Discussion
In the present study no association was found between antibody titer against the RSV N protein measured in cord blood and a protection against RSV VS-LRTI. This result differs from the largest cohort studies that analyzed cord blood titers; these studies, conducted in Denmark, Mali, and on American Indian infants found that a higher concentration of neutralizing antibodies at birth was associated with a lower risk of contracting an RSV LRTI and of being hospitalized for this [14,15,23]. Considering the power of the present study; the sample size is comparable with the study reported by Buchwald et al.(587 infants) [18], and greater than that reported by Eick et al. (372 infants) [16], which both concluded to a protection conferred by neutralizing antibodies (while the study conducted in Alaska [155 infants] and Kenya [90 infants] did not find any association [17,18]). Therefore, only a weak protection might have been missed. In addition, the statistical power was sufficient to detect a robust association between known risk factors of RSV VS-LRTI (parity of the mother and a date of birth in the first part of the epidemic season [29]) and the occurrence of VS-LRTI. For the present study, owing to the lack of data available regarding antibody titers against RSV N protein, there was no determination of number of subjects required; the data provided herein will therefore help for the power calculation in future studies.

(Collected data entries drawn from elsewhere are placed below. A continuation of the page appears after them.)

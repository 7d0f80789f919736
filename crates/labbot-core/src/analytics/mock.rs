use async_trait::async_trait;
use chrono::{DateTime, Datelike, Duration, NaiveDateTime, Timelike};
use rand::{rngs::StdRng, Rng, SeedableRng};

use crate::{
    analytics::{sample::SampleSource, types::*},
    Result,
};

const STEP_SECS: i64 = 5 * 60;
const NOMINAL_V: f64 = 220.0;
const MIN_KW: f64 = 1.5;
const MAX_KW: f64 = 6.5;

#[derive(Clone, Copy, Debug, PartialEq, Eq)]
enum GridEvent {
    Normal,
    Blackout,
    Spike,
    Sag,
}

/// Deterministic synthetic laboratory readings for development.
///
/// Samples exist every 5 minutes from `anchor - history` up to `anchor`. Each
/// timestamp draws from its own seeded RNG, so overlapping ranges always see
/// the same values.
#[derive(Clone, Debug)]
pub struct MockSampleSource {
    anchor: NaiveDateTime,
    history: Duration,
    seed: u64,
}

impl MockSampleSource {
    pub fn new(anchor: NaiveDateTime) -> Self {
        Self {
            anchor,
            history: Duration::days(65),
            seed: 0x1AB0_2025,
        }
    }

    pub fn with_history(mut self, history: Duration) -> Self {
        self.history = history;
        self
    }

    pub fn with_seed(mut self, seed: u64) -> Self {
        self.seed = seed;
        self
    }

    fn readings_at(&self, ts: NaiveDateTime) -> [Sample; 3] {
        let epoch = ts.and_utc().timestamp();
        let mut rng = StdRng::seed_from_u64(self.seed ^ epoch as u64);

        let work_hours = (8..=18).contains(&ts.hour());
        let weekend = ts.weekday().num_days_from_monday() >= 5;
        let load_factor = match (work_hours, weekend) {
            (true, false) => 1.0,
            (true, true) => 0.5,
            _ => 0.3,
        };

        let roll: f64 = rng.gen();
        let event = if roll < 0.0005 {
            GridEvent::Blackout
        } else if roll < 0.0025 {
            GridEvent::Spike
        } else if roll < 0.0045 {
            GridEvent::Sag
        } else {
            GridEvent::Normal
        };

        let phase2_degraded = ts > self.anchor - Duration::days(3);

        Phase::ALL.map(|phase| {
            let mut voltage = NOMINAL_V + rng.gen_range(-4.0..4.0);
            let target = MIN_KW + (MAX_KW - MIN_KW) * load_factor;
            let mut power = target * rng.gen_range(0.9..1.1);
            let mut pf: f64 = rng.gen_range(0.85..0.99);

            match event {
                GridEvent::Blackout => {
                    voltage = rng.gen_range(0.0..5.0);
                    power = 0.0;
                    pf = 1.0;
                }
                GridEvent::Spike => voltage = rng.gen_range(245.0..260.0),
                GridEvent::Sag => voltage = rng.gen_range(180.0..195.0),
                GridEvent::Normal => {}
            }
            if phase == Phase::Fase2 && phase2_degraded {
                power *= 0.2;
            }

            let (current, reactive) = if voltage > 10.0 {
                (
                    power * 1000.0 / (voltage * pf),
                    power * pf.acos().tan(),
                )
            } else {
                power = 0.0;
                (0.0, 0.0)
            };

            Sample {
                timestamp: ts,
                phase,
                power_kw: round_to(power, 3),
                reactive_kvar: round_to(reactive, 3),
                current_a: round_to(current, 2),
                voltage_v: round_to(voltage, 1),
            }
        })
    }
}

fn round_to(v: f64, decimals: i32) -> f64 {
    let f = 10f64.powi(decimals);
    (v * f).round() / f
}

#[async_trait]
impl SampleSource for MockSampleSource {
    async fn samples(&self, range: &TimeRange) -> Result<Vec<Sample>> {
        let start = range.start.max(self.anchor - self.history);
        let end = range.end.min(self.anchor + Duration::seconds(1));

        // Align up to the 5-minute grid.
        let secs = start.and_utc().timestamp();
        let rem = secs.rem_euclid(STEP_SECS);
        let first = if rem == 0 { secs } else { secs + STEP_SECS - rem };
        let Some(mut ts) = DateTime::from_timestamp(first, 0).map(|d| d.naive_utc()) else {
            return Ok(Vec::new());
        };

        let mut out = Vec::new();
        while ts < end && ts < range.end {
            out.extend(self.readings_at(ts));
            ts += Duration::seconds(STEP_SECS);
        }
        Ok(out)
    }
}

#[cfg(test)]
mod tests {
    use super::*;
    use crate::analytics::metrics;
    use chrono::NaiveDate;

    fn anchor() -> NaiveDateTime {
        NaiveDate::from_ymd_opt(2025, 9, 16)
            .unwrap()
            .and_hms_opt(0, 0, 0)
            .unwrap()
    }

    #[tokio::test]
    async fn deterministic_and_gridded() {
        let src = MockSampleSource::new(anchor());
        let range = TimeRange::new(anchor() - Duration::hours(2), anchor());
        let a = src.samples(&range).await.unwrap();
        let b = src.samples(&range).await.unwrap();
        assert_eq!(a, b);
        assert_eq!(a.len(), 24 * 3);
        assert!(a
            .iter()
            .all(|s| s.timestamp.minute() % 5 == 0 && s.timestamp.second() == 0));
    }

    #[tokio::test]
    async fn nothing_before_history_or_after_anchor() {
        let src = MockSampleSource::new(anchor()).with_history(Duration::days(1));
        let old = TimeRange::new(
            anchor() - Duration::days(10),
            anchor() - Duration::days(5),
        );
        assert!(src.samples(&old).await.unwrap().is_empty());

        let future = TimeRange::new(anchor() + Duration::hours(1), anchor() + Duration::days(1));
        assert!(src.samples(&future).await.unwrap().is_empty());
    }

    #[tokio::test]
    async fn phase2_loses_load_in_last_days() {
        let src = MockSampleSource::new(anchor());
        let recent = TimeRange::new(anchor() - Duration::days(2), anchor());
        let rows = src.samples(&recent).await.unwrap();
        let c = metrics::consumption(&rows, std::time::Duration::from_secs(900));
        let kwh = |p: Phase| c.phases.iter().find(|e| e.phase == p).unwrap().kwh;
        assert!(kwh(Phase::Fase2) < kwh(Phase::Fase1) * 0.5);
    }

    #[tokio::test]
    async fn voltage_stays_in_band_most_of_the_time() {
        let src = MockSampleSource::new(anchor());
        let week = TimeRange::new(anchor() - Duration::days(7), anchor());
        let rows = src.samples(&week).await.unwrap();
        let r = metrics::voltage_anomalies(&rows, VoltageBand::default(), 10);
        assert!(r.total_events() < rows.len() as u64 / 50);
    }
}
//! Text shaping helpers for model output and messenger limits.

use std::sync::OnceLock;

use regex::Regex;

/// Remove a surrounding Markdown code fence (```json ... ```), if any.
pub fn strip_code_fences(text: &str) -> &str {
    static FENCE: OnceLock<Regex> = OnceLock::new();
    let re = FENCE.get_or_init(|| {
        Regex::new(r"(?s)^\s*```[A-Za-z0-9_-]*\s*\n?(.*?)\n?\s*```\s*$").expect("valid regex")
    });

    match re.captures(text).and_then(|c| c.get(1)) {
        Some(inner) => inner.as_str().trim(),
        None => text.trim(),
    }
}

/// Split `text` into chunks of at most `limit` characters.
///
/// Breaks on the last newline inside the window when there is one, otherwise
/// on the last space, otherwise hard at the limit.
pub fn split_message(text: &str, limit: usize) -> Vec<String> {
    let limit = limit.max(1);
    let mut chunks = Vec::new();
    let mut rest = text.trim_end();

    while rest.chars().count() > limit {
        let window_end = rest
            .char_indices()
            .nth(limit)
            .map(|(i, _)| i)
            .unwrap_or(rest.len());
        let window = &rest[..window_end];

        let cut = window
            .rfind('\n')
            .or_else(|| window.rfind(' '))
            .filter(|&i| i > 0)
            .unwrap_or(window_end);

        chunks.push(rest[..cut].trim_end().to_string());
        rest = rest[cut..].trim_start_matches(['\n', ' ']);
    }

    if !rest.is_empty() {
        chunks.push(rest.to_string());
    }
    chunks
}

/// Render rows as a compact pipe-delimited Markdown table.
pub fn markdown_table(headers: &[&str], rows: &[Vec<String>]) -> String {
    let mut out = String::new();
    out.push_str("| ");
    out.push_str(&headers.join(" | "));
    out.push_str(" |\n|");
    for _ in headers {
        out.push_str("---|");
    }
    for row in rows {
        out.push_str("\n| ");
        out.push_str(&row.join(" | "));
        out.push_str(" |");
    }
    out
}

#[cfg(test)]
mod tests {
    use super::*;

    #[test]
    fn strips_json_fence() {
        let raw = "```json\n{\"messages\": []}\n```";
        assert_eq!(strip_code_fences(raw), "{\"messages\": []}");
        assert_eq!(strip_code_fences("  {\"a\":1} "), "{\"a\":1}");
        assert_eq!(strip_code_fences("```\n[1]\n```\n"), "[1]");
    }

    #[test]
    fn split_prefers_newlines() {
        let text = format!("{}\n{}", "a".repeat(8), "b".repeat(8));
        let parts = split_message(&text, 10);
        assert_eq!(parts, vec!["a".repeat(8), "b".repeat(8)]);
    }

    #[test]
    fn split_hard_cuts_long_words() {
        let parts = split_message(&"x".repeat(25), 10);
        assert_eq!(parts.len(), 3);
        assert!(parts.iter().all(|p| p.chars().count() <= 10));
        assert_eq!(parts.concat(), "x".repeat(25));
    }

    #[test]
    fn split_is_char_safe() {
        let parts = split_message("ção ção ção", 4);
        assert_eq!(parts, vec!["ção", "ção", "ção"]);
    }

    #[test]
    fn short_text_is_single_chunk() {
        assert_eq!(split_message("oi", 4096), vec!["oi"]);
        assert!(split_message("", 4096).is_empty());
    }

    #[test]
    fn renders_table() {
        let t = markdown_table(&["fase", "kWh"], &[vec!["fase1".into(), "1.50".into()]]);
        assert_eq!(t, "| fase | kWh |\n|---|---|\n| fase1 | 1.50 |");
    }
}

It is of note that the mean antibody titers against RSV N protein at birth were lower in premature infants, those with a low birth weight, born to a primiparous mother, and born before the peak of the epidemic. This profile is not surprising; for instance, it is well known that majority of transplacental transfer of IgG occurs during the third trimester of pregnancy, and that preterm newborns have a compromised passive immunity [28–30]. Furthermore, multiparous mothers are likely to have been exposed to RSV, as well as those delivering at the end of the epidemic season. These factors are also known to be risk factors for severe RSV infection [31–33]. The multivariate analysis indicates that this risk is mostly mediated through another pathway that the lack of RSV N antibodies.
The study does have some limitations. The most important is that only patients admitted to the hospital they were born in were considered for the analysis of VS-LRTI, thus any cases visiting elsewhere may have been missed. However, there are few other pediatric emergency departments in the region, the HFME university hospital is the largest pediatric hospital in the area and the only one with an intensive care unit; thus it is likely that most cases of RSV VS-LRTI occurring before 3 months of age were captured from either direct admission or from transfers from other hospitals. Furthermore, detection used ELISA that allows standardization of result but does not quantify neutralizing activity. However, a neutralization assay would not have specifically detect antibodies against N protein which were investigated herein. Finally, the severity of LRTI episodes might have been overestimated; a third of cases (n=12/36) were classified as VS-LRTI only on the “inability to feed” criterion, and patients hospitalized for LRTI were very likely to have enteral nutrition, sometimes for less than twenty-four hours (data not shown ). However it is unlikely to have led to a differential selection according to the antibody titer level, and the classification of all episodes of LRTI according to the WHO standardized severity criteria allows comparison with future studies.
In conclusion, the findings presented herein suggest that transfer of maternal antibodies against the RSV N protein does not provide a significant immune protection early in infancy against RSV VS-LRTI. Maternal vaccination may therefore not be a suitable strategy for an N protein candidate vaccine.